Ihr Name ist nicht so sinnfällig wie der der Nikopió/Siegbringerin. Im Prinzip tragen viele orthodoxe Marienikonen einen persönlichen Namen wie du und ich, und die, die keinen Eigennamen haben, gehören zu einer inhaltlichen "Gattung", der man sie zuordnen kann. (Die Mesopandítissa ist eine Odigítria, eine Wegweiserin.) Auf der Website der Pfarrgemeinde im heutigen Iraklion, zu der sie ursprünglich gehörte, wird der Name pragmatisch definiert als "Die zwischen Lichtmess und Fastenbeginn (ihren Feiertag hat)". Älter ist die Übertragung "Die zwischen den Parteien Vermittelnde, die Mediatorin". Die Wunderwirkung der Ikone der Mesopandítissa liegt nicht im Militärischen , wie die der Nikopió, sondern in der Aussöhnung Verfeindeter, mit legendären Belegen.
Besonders während des heiklen Agios-Minas-Aufstandes 1264 der anfänglich permanent gegen die venezianische Kolonisierung rebellierenden Kreter kam es zum Friedensschluss durch die aktive Intervention der Ikone.
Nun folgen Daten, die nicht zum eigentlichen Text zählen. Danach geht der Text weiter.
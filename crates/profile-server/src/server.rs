//! Composition root (§9 "replace the process-wide registry with an
//! explicit composition root"): binds one listener per role port, hands
//! every accepted connection to [`crate::connection::run`], and drives the
//! neighborhood engine's scheduling loop alongside them until shutdown.

use std::net::SocketAddr;
use std::sync::Arc;
use std::time::Duration;

use log::{error, info, warn};
use profile_core::config::RolePorts;
use profile_core::Core;
use profile_protocol::roles::role;
use tokio::net::TcpListener;
use tokio::sync::{watch, Mutex};
use tokio::task::JoinHandle;
use tokio_rustls::TlsAcceptor;

use crate::connection;

/// §9 "drain in-flight connections before exiting": once shutdown fires,
/// `run` gives existing connections this long to notice and close before
/// returning anyway.
const CONNECTION_DRAIN_TIMEOUT: Duration = Duration::from_secs(65);

/// One role's listening socket plus whether it terminates TLS.
struct RoleListener {
    role_bit: u32,
    port: u16,
    tls: bool,
}

fn role_listeners(ports: &RolePorts) -> Vec<RoleListener> {
    vec![
        RoleListener { role_bit: role::PRIMARY, port: ports.primary, tls: false },
        RoleListener { role_bit: role::CL_CUSTOMER, port: ports.cl_customer, tls: true },
        RoleListener { role_bit: role::CL_NON_CUSTOMER, port: ports.cl_non_customer, tls: true },
        RoleListener { role_bit: role::CL_APP_SERVICE, port: ports.cl_app_service, tls: true },
        RoleListener { role_bit: role::SR_NEIGHBOR, port: ports.sr_neighbor, tls: true },
    ]
}

/// Binds every role port and serves connections until `shutdown` is set to
/// `true`, then stops accepting and waits up to [`CONNECTION_DRAIN_TIMEOUT`]
/// for in-flight connections to close on their own (each selects on the
/// same `shutdown` in its reader loop, so they notice immediately) before
/// returning anyway.
pub async fn run(
    core: Core,
    role_ports: RolePorts,
    tls_acceptor: Option<TlsAcceptor>,
    mut shutdown: watch::Receiver<bool>,
) -> std::io::Result<()> {
    let neighborhood = core.neighborhood.clone();
    let neighborhood_task = tokio::spawn(neighborhood.run());

    let connection_tasks: Arc<Mutex<Vec<JoinHandle<()>>>> = Arc::new(Mutex::new(Vec::new()));

    let mut listener_tasks = Vec::new();
    for listener in role_listeners(&role_ports) {
        if listener.tls && tls_acceptor.is_none() {
            error!("role {:#x} on port {} requires TLS but no certificate was configured", listener.role_bit, listener.port);
            continue;
        }
        let addr: SocketAddr = ([0, 0, 0, 0], listener.port).into();
        let tcp_listener = TcpListener::bind(addr).await?;
        info!("listening on {} for role {:#x} (tls={})", addr, listener.role_bit, listener.tls);

        let core = core.clone();
        let acceptor = tls_acceptor.clone();
        let mut shutdown = shutdown.clone();
        let role_bit = listener.role_bit;
        let tls = listener.tls;
        let connection_tasks = connection_tasks.clone();
        listener_tasks.push(tokio::spawn(async move {
            loop {
                tokio::select! {
                    accepted = tcp_listener.accept() => {
                        let (stream, remote_addr) = match accepted {
                            Ok(pair) => pair,
                            Err(e) => { error!("accept failed on {}: {}", addr, e); continue; }
                        };
                        let core = core.clone();
                        let acceptor = acceptor.clone();
                        let task = tokio::spawn(async move {
                            if tls {
                                match acceptor.expect("tls role always has an acceptor").accept(stream).await {
                                    Ok(tls_stream) => connection::run(tls_stream, remote_addr, role_bit, core).await,
                                    Err(e) => error!("{}: TLS handshake failed: {}", remote_addr, e),
                                }
                            } else {
                                connection::run(stream, remote_addr, role_bit, core).await;
                            }
                        });
                        connection_tasks.lock().await.push(task);
                    }
                    _ = shutdown.changed() => {
                        if *shutdown.borrow() {
                            info!("{} no longer accepting new connections", addr);
                            return;
                        }
                    }
                }
            }
        }));
    }

    let _ = shutdown.changed().await;
    for task in listener_tasks {
        let _ = task.await;
    }

    let tasks = std::mem::take(&mut *connection_tasks.lock().await);
    info!("draining {} in-flight connection(s)", tasks.len());
    if tokio::time::timeout(CONNECTION_DRAIN_TIMEOUT, futures::future::join_all(tasks)).await.is_err() {
        warn!("connection drain timed out after {:?}, aborting remaining connections", CONNECTION_DRAIN_TIMEOUT);
    }

    neighborhood_task.abort();
    Ok(())
}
Die Venezianer übernahmen die Verehrung der Kreter für die Ikone, deren dienstägliche und feiertägliche Prozessionen (die den Riten in Konstantinopel entsprachen) ausgedehnt wurden. Die Ikone wurde nicht mehr nur zwischen den orthodoxen Kirchen paradiert, sondern vor allem auch zu den lateinischen Kirchen und Klöstern innerhalb der Befestigungsmauern der Hauptstadt Candia.
Zur Teilnahme verpflichtet war nicht nur die Bevölkerung, sondern auch der orthodoxe und der lateinische Klerus (letzterer sogar bei Strafandrohung). Die Prozession der Ikone wurde so zum wöchentlichen Hauptevent in Candia und wichtigen sozialen und religiösen Bindeglied zwischen den beiden Bevölkerungsgruppen Venezianer - Kreter. Die Mesopandítissa spielte sozusagen die Rolle der Garantin kolonialen Friedens und Harmonie auf der Insel Candia.


Als die Venezianer unter Francesco Morosini (siehe auch Eintrag vom 20.4.2008) nach langer Belagerung durch die Osmanen Candia 1669 aufgeben mussten und die Insel damit komplett in Feindeshände fiel, wurde die Mesopandítissa neben Menschen, Archiven und anderen Werten als Bestandteil des kolonialen Erbes nach Venedig gerettet. Ihre neue Kirche wartete bereits, Santa Maria della Salute.
Sie blieb und bleibt in Venedig, als Versicherung gegen die Pest, während die ebenfalls "geretteten" Reliquien des Hl. Titus immerhin 1966 zurück reisen durften.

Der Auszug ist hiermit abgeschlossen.